Is it possible that too much iron in infant formula may potentially increase risk for neurodegenerative diseases like Parkinson's in adulthood -- and are teeth the window into the past that can help us tell? This and related theories were described in a "Perspectives" article authored by researchers from the Icahn School of Medicine at Mount Sinai and the University of Technology Sydney and Florey Institute of Neuroscience and Mental Health in Australia, and published online recently in Nature Reviews Neurology.
"Teeth are of particular interest to us for the measurement of chemical exposure in fetal and childhood development: they provide a chronological record of exposure from their microchemical composition in relation to defined growth lines, much like the rings in a tree trunk," said Manish Arora, BDS, MPH, PhD, Director of Exposure Biology at the Senator Frank Lautenberg Environmental Health Sciences Laboratory at Mount Sinai and Associate Professor in Preventive Medicine and Dentistry at the Icahn School of Medicine. "Our analysis of iron deposits in teeth as a method for retrospective determination of exposure is just one application: we believe teeth have the potential to help track the impact of pollution on health globally."
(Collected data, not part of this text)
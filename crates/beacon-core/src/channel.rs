use crate::error::{ChannelResult, HandlerError};
use crate::event::{DomainEvent, EventEnvelope};
use async_trait::async_trait;
use std::marker::PhantomData;
use std::sync::Arc;

/// What a subscription listens to.
#[derive(Debug, Clone, PartialEq, Eq, Hash)]
pub struct Binding {
    pub event_type: String,
    pub routing_key: String,
}

impl Binding {
    pub fn of<E: DomainEvent>() -> Self {
        Self {
            event_type: E::EVENT_TYPE.to_string(),
            routing_key: E::ROUTING_KEY.to_string(),
        }
    }

    /// Durable queue owned by `service` for this binding.
    pub fn queue_name(&self, service: &str) -> String {
        format!("{}.{}", service, self.event_type)
    }
}

/// Publish/subscribe port with at-least-once delivery.
///
/// Implementations acknowledge a message only after its handler returned
/// `Ok`. Handler failures are never surfaced to the publisher.
#[async_trait]
pub trait EventChannel: Send + Sync + 'static {
    async fn connect(&self) -> ChannelResult<()>;

    async fn publish(&self, envelope: EventEnvelope) -> ChannelResult<()>;

    async fn subscribe(
        &self,
        binding: Binding,
        handler: Arc<dyn EnvelopeHandler>,
    ) -> ChannelResult<()>;
}

/// Untyped delivery callback used by channel adapters.
#[async_trait]
pub trait EnvelopeHandler: Send + Sync + 'static {
    async fn handle(&self, envelope: &EventEnvelope) -> Result<(), HandlerError>;
}

/// Typed consumer of a single event type.
#[async_trait]
pub trait EventHandler<E: DomainEvent>: Send + Sync + 'static {
    async fn handle(&self, event: E) -> anyhow::Result<()>;
}

/// Typed helpers over [`EventChannel`].
#[async_trait]
pub trait EventChannelExt: EventChannel {
    async fn publish_event<E: DomainEvent>(&self, event: &E, routing_key: &str)
        -> ChannelResult<()>;

    async fn subscribe_to<E, H>(&self, handler: H) -> ChannelResult<()>
    where
        E: DomainEvent,
        H: EventHandler<E>;
}

#[async_trait]
impl<T: EventChannel + ?Sized> EventChannelExt for T {
    async fn publish_event<E: DomainEvent>(
        &self,
        event: &E,
        routing_key: &str,
    ) -> ChannelResult<()> {
        let envelope = EventEnvelope::encode(event, routing_key)?;
        self.publish(envelope).await
    }

    async fn subscribe_to<E, H>(&self, handler: H) -> ChannelResult<()>
    where
        E: DomainEvent,
        H: EventHandler<E>,
    {
        let handler: Arc<dyn EnvelopeHandler> = Arc::new(TypedHandler::new(handler));
        self.subscribe(Binding::of::<E>(), handler).await
    }
}

struct TypedHandler<E, H> {
    inner: H,
    _event: PhantomData<fn() -> E>,
}

impl<E, H> TypedHandler<E, H> {
    fn new(inner: H) -> Self {
        Self {
            inner,
            _event: PhantomData,
        }
    }
}

#[async_trait]
impl<E, H> EnvelopeHandler for TypedHandler<E, H>
where
    E: DomainEvent,
    H: EventHandler<E>,
{
    async fn handle(&self, envelope: &EventEnvelope) -> Result<(), HandlerError> {
        let event = envelope.decode::<E>().map_err(HandlerError::Decode)?;
        self.inner.handle(event).await.map_err(HandlerError::Failed)
    }
}

#[cfg(test)]
mod tests {
    use super::*;
    use crate::error::ChannelError;
    use crate::event::UrlAccessedEvent;
    use crate::shortcode::ShortCode;
    use std::sync::Mutex;

    #[derive(Default)]
    struct Recorder {
        bindings: Mutex<Vec<(Binding, Arc<dyn EnvelopeHandler>)>>,
        published: Mutex<Vec<EventEnvelope>>,
    }

    #[async_trait]
    impl EventChannel for Recorder {
        async fn connect(&self) -> ChannelResult<()> {
            Ok(())
        }

        async fn publish(&self, envelope: EventEnvelope) -> ChannelResult<()> {
            self.published.lock().unwrap().push(envelope);
            Ok(())
        }

        async fn subscribe(
            &self,
            binding: Binding,
            handler: Arc<dyn EnvelopeHandler>,
        ) -> ChannelResult<()> {
            self.bindings.lock().unwrap().push((binding, handler));
            Ok(())
        }
    }

    struct Collect(Arc<Mutex<Vec<UrlAccessedEvent>>>);

    #[async_trait]
    impl EventHandler<UrlAccessedEvent> for Collect {
        async fn handle(&self, event: UrlAccessedEvent) -> anyhow::Result<()> {
            self.0.lock().unwrap().push(event);
            Ok(())
        }
    }

    struct Reject;

    #[async_trait]
    impl EventHandler<UrlAccessedEvent> for Reject {
        async fn handle(&self, _event: UrlAccessedEvent) -> anyhow::Result<()> {
            anyhow::bail!("database down")
        }
    }

    fn event() -> UrlAccessedEvent {
        UrlAccessedEvent::now(ShortCode::new_unchecked("abc123"), "https://example.com")
    }

    #[test]
    fn queue_name_is_service_dot_event_type() {
        let binding = Binding::of::<UrlAccessedEvent>();
        assert_eq!(binding.queue_name("analytics"), "analytics.UrlAccessedEvent");
        assert_eq!(binding.routing_key, "url.accessed");
    }

    #[tokio::test]
    async fn typed_subscription_decodes_envelopes() {
        let channel = Recorder::default();
        let seen = Arc::new(Mutex::new(Vec::new()));
        channel.subscribe_to::<UrlAccessedEvent, _>(Collect(seen.clone())).await.unwrap();

        let event = event();
        channel
            .publish_event(&event, UrlAccessedEvent::ROUTING_KEY)
            .await
            .unwrap();

        let envelope = channel.published.lock().unwrap()[0].clone();
        let handler = channel.bindings.lock().unwrap()[0].1.clone();
        handler.handle(&envelope).await.unwrap();

        assert_eq!(seen.lock().unwrap().as_slice(), &[event]);
    }

    #[tokio::test]
    async fn typed_handler_separates_decode_and_handler_failures() {
        let channel = Recorder::default();
        channel.subscribe_to::<UrlAccessedEvent, _>(Reject).await.unwrap();
        let handler = channel.bindings.lock().unwrap()[0].1.clone();

        let good = EventEnvelope::encode(&event(), "url.accessed").unwrap();
        let err = handler.handle(&good).await.unwrap_err();
        assert!(matches!(err, HandlerError::Failed(_)));

        let oversized_code = EventEnvelope {
            payload: good.payload.replace("abc123", &"a".repeat(40)),
            ..good.clone()
        };
        let err = handler.handle(&oversized_code).await.unwrap_err();
        assert!(matches!(
            err,
            HandlerError::Decode(ChannelError::Serialization(_))
        ));

        let garbage = EventEnvelope {
            payload: "not json".to_string(),
            ..good
        };
        let err = handler.handle(&garbage).await.unwrap_err();
        assert!(matches!(
            err,
            HandlerError::Decode(ChannelError::Serialization(_))
        ));
    }
}
use beacon_core::StorageError;
use thiserror::Error;

#[derive(Debug, Clone, Error)]
pub enum AnalyticsError {
    #[error("limit must be positive, got {0}")]
    InvalidLimit(i64),
    #[error("persistence failure: {0}")]
    Persistence(#[from] StorageError),
}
Dr. Arora, along with Dominic Hare, PhD., used the dental biomarker technology to distinguish breast-fed babies from formula-fed babies. Now this technology can be applied to study the link between early iron exposure and late-life brain diseases like Parkinson's and Alzheimer's, which are associated with the abnormal processing of iron. While not all formula-fed babies will experience neurodegeneration in adulthood, the combination of increased iron intake during infancy with a predisposition to impaired metal metabolism - such as the inability of brain cells to remove excessive metals - may damage those cells over time.
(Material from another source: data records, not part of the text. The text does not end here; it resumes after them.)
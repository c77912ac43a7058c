use beacon_analytics::AnalyticsError;
use beacon_core::ChannelError;
use beacon_url_management::UrlManagementError;
use thiserror::Error;

/// Failures as seen by a use-case test. Both harnesses report domain
/// failures through the same tagged variants.
#[derive(Debug, Clone, Error)]
pub enum HarnessError {
    #[error("invalid url: {0}")]
    InvalidUrl(String),
    #[error("url not found: {0}")]
    UrlNotFound(String),
    #[error("invalid limit: {0}")]
    InvalidLimit(String),
    #[error("timed out: {0}")]
    Timeout(String),
    #[error("transport failure: {0}")]
    Transport(String),
    #[error("deployment failure: {0}")]
    Deployment(String),
    #[error("unexpected failure: {0}")]
    Unexpected(String),
}

pub type HarnessResult<T> = Result<T, HarnessError>;

impl From<UrlManagementError> for HarnessError {
    fn from(err: UrlManagementError) -> Self {
        match err {
            UrlManagementError::InvalidUrl(message) => Self::InvalidUrl(message),
            UrlManagementError::UrlNotFound(code) => Self::UrlNotFound(code),
            other => Self::Unexpected(other.to_string()),
        }
    }
}

impl From<AnalyticsError> for HarnessError {
    fn from(err: AnalyticsError) -> Self {
        match err {
            AnalyticsError::InvalidLimit(_) => Self::InvalidLimit(err.to_string()),
            other => Self::Unexpected(other.to_string()),
        }
    }
}

impl From<ChannelError> for HarnessError {
    fn from(err: ChannelError) -> Self {
        Self::Unexpected(err.to_string())
    }
}

impl From<reqwest::Error> for HarnessError {
    fn from(err: reqwest::Error) -> Self {
        Self::Transport(err.to_string())
    }
}

impl From<redis::RedisError> for HarnessError {
    fn from(err: redis::RedisError) -> Self {
        Self::Transport(format!("redis: {err}"))
    }
}

impl From<sqlx::Error> for HarnessError {
    fn from(err: sqlx::Error) -> Self {
        Self::Transport(format!("mysql: {err}"))
    }
}

#[cfg(test)]
mod tests {
    use super::*;
    use beacon_core::StorageError;

    #[test]
    fn domain_errors_keep_their_tag() {
        let err = HarnessError::from(UrlManagementError::UrlNotFound("abc".into()));
        assert!(matches!(err, HarnessError::UrlNotFound(code) if code == "abc"));

        let err = HarnessError::from(AnalyticsError::InvalidLimit(0));
        assert!(matches!(err, HarnessError::InvalidLimit(_)));

        let err = HarnessError::from(UrlManagementError::Persistence(StorageError::Timeout(
            "pool".into(),
        )));
        assert!(matches!(err, HarnessError::Unexpected(_)));
    }
}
Dr. Hare, a Chancellor's Research Fellow in the Elemental Bio-imaging Facility at the University of Technology Sydney says, "Only now do we have the technology available to use to look back in time at someone's diet as a child, more than 60 years after they stopped wearing diapers. State-of-the-art imaging technology is a chemical time machine that can tell us about decades-old chemical exposures that are equivalent to a drop of ink in a swimming pool."
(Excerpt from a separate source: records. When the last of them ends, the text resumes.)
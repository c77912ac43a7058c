//! The read-path service: consumes access events into durable counters and
//! serves rankings.

pub mod error;
pub mod handler;
pub mod http;
pub mod model;
pub mod service;

pub use error::AnalyticsError;
pub use handler::AccessEventHandler;
pub use model::{TopUrl, TopUrlsResponse};
pub use service::{Analytics, AnalyticsService};

pub const SERVICE_NAME: &str = "analytics";

/// Ranking size when the caller does not pass a limit.
pub const DEFAULT_TOP_LIMIT: i64 = 10;
//! Process-wide tracing setup shared by the service binaries.

use thiserror::Error;
use tracing_subscriber::layer::SubscriberExt;
use tracing_subscriber::util::SubscriberInitExt;
use tracing_subscriber::{fmt, EnvFilter};
use typed_builder::TypedBuilder;

#[derive(Debug, Clone, Copy, PartialEq, Eq, Default)]
pub enum LogFormat {
    #[default]
    Pretty,
    Json,
}

#[derive(Debug, Clone, TypedBuilder)]
pub struct TelemetryConfig {
    #[builder(setter(into))]
    pub service_name: String,
    #[builder(default)]
    pub format: LogFormat,
    /// Used when `RUST_LOG` is unset.
    #[builder(default = "info".to_string(), setter(into))]
    pub default_filter: String,
}

#[derive(Debug, Error)]
pub enum TelemetryError {
    #[error("invalid log filter: {0}")]
    Filter(#[from] tracing_subscriber::filter::ParseError),
    #[error("failed to install tracing subscriber: {0}")]
    Init(#[from] tracing_subscriber::util::TryInitError),
}

/// Installs the global subscriber. `log` records are bridged into tracing.
pub fn init(config: &TelemetryConfig) -> Result<(), TelemetryError> {
    let filter = match EnvFilter::try_from_default_env() {
        Ok(filter) => filter,
        Err(_) => EnvFilter::try_new(&config.default_filter)?,
    };

    let registry = tracing_subscriber::registry().with(filter);
    match config.format {
        LogFormat::Pretty => registry.with(fmt::layer().with_target(true)).try_init()?,
        LogFormat::Json => registry
            .with(fmt::layer().json().with_current_span(false))
            .try_init()?,
    }

    tracing::info!(service = %config.service_name, "telemetry initialized");
    Ok(())
}

#[cfg(test)]
mod tests {
    use super::*;

    #[test]
    fn rejects_malformed_default_filter() {
        let config = TelemetryConfig::builder()
            .service_name("test")
            .default_filter("beacon=notalevel")
            .build();
        // Only meaningful when RUST_LOG is not set for the test process.
        if std::env::var_os("RUST_LOG").is_none() {
            assert!(matches!(init(&config), Err(TelemetryError::Filter(_))));
        }
    }

    #[test]
    fn second_init_fails() {
        let config = TelemetryConfig::builder().service_name("test").build();
        let _ = init(&config);
        assert!(matches!(init(&config), Err(TelemetryError::Init(_))));
    }
}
Target For Designing New Treatments
In the case of baby formula, the need to better understand human iron metabolism has become more urgent with the global popularity of formula and fortified cereals. Adding iron to formula has been an industry standard for decades, in part because about two billion people worldwide -- mostly in developing nations -- are thought to have chronic anemia and iron deficiency. Evidence, however, that children in the United States or Europe, for instance, get too little iron is insufficient, according to the authors, and the reported developmental and nutritional benefits of iron are modest. The European Society for Paediatric Gastroenterology, Hepatology, and Nutrition have since stated that there's no evidence that babies of normal birthweight need iron supplementation, yet in the U.S. it's still commonplace. Dr. Hare continues: "While it might seem like drawing a long bow linking what happens in childhood to diseases we think of as associated with growing old, the increasing rates of these diseases mean we need to do everything we can to find out what might play a role in how the disease starts. Knowing this gives us something to target when designing new treatments."
Beyond the wide-reaching hypothesis that iron supplementation may increase risk of neurodegeneration, the authors think a priority in pediatric research should be the rigorous determination of iron supplementation needs of infants according to their individual iron status. Formula manufacturers have a responsibility to replicate the chemical composition of breast milk, particularly with regard to iron content. The current one size fits all approach to iron supplementation may be both clinically unnecessary and introduce an unacceptable risk later in life. Whether this hypothesis proves to be true or not, it calls into question decades of treatment dogma that deserves to be revisited with the most cutting-edge technology available.